───── Supplied information

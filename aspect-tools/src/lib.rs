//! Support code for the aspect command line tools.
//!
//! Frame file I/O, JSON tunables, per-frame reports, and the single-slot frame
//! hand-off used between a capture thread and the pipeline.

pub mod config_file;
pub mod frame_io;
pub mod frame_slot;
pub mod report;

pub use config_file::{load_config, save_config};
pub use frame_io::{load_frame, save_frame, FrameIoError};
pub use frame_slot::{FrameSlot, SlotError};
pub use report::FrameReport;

──────────

> **What this task involves**
From the line holding "pub mod frame_slot;" to the last line of the material above, reproduce every line exactly, and only those.

> **Task response**
pub mod frame_slot;
pub mod report;

pub use config_file::{load_config, save_config};
pub use frame_io::{load_frame, save_frame, FrameIoError};
pub use frame_slot::{FrameSlot, SlotError};
pub use report::FrameReport;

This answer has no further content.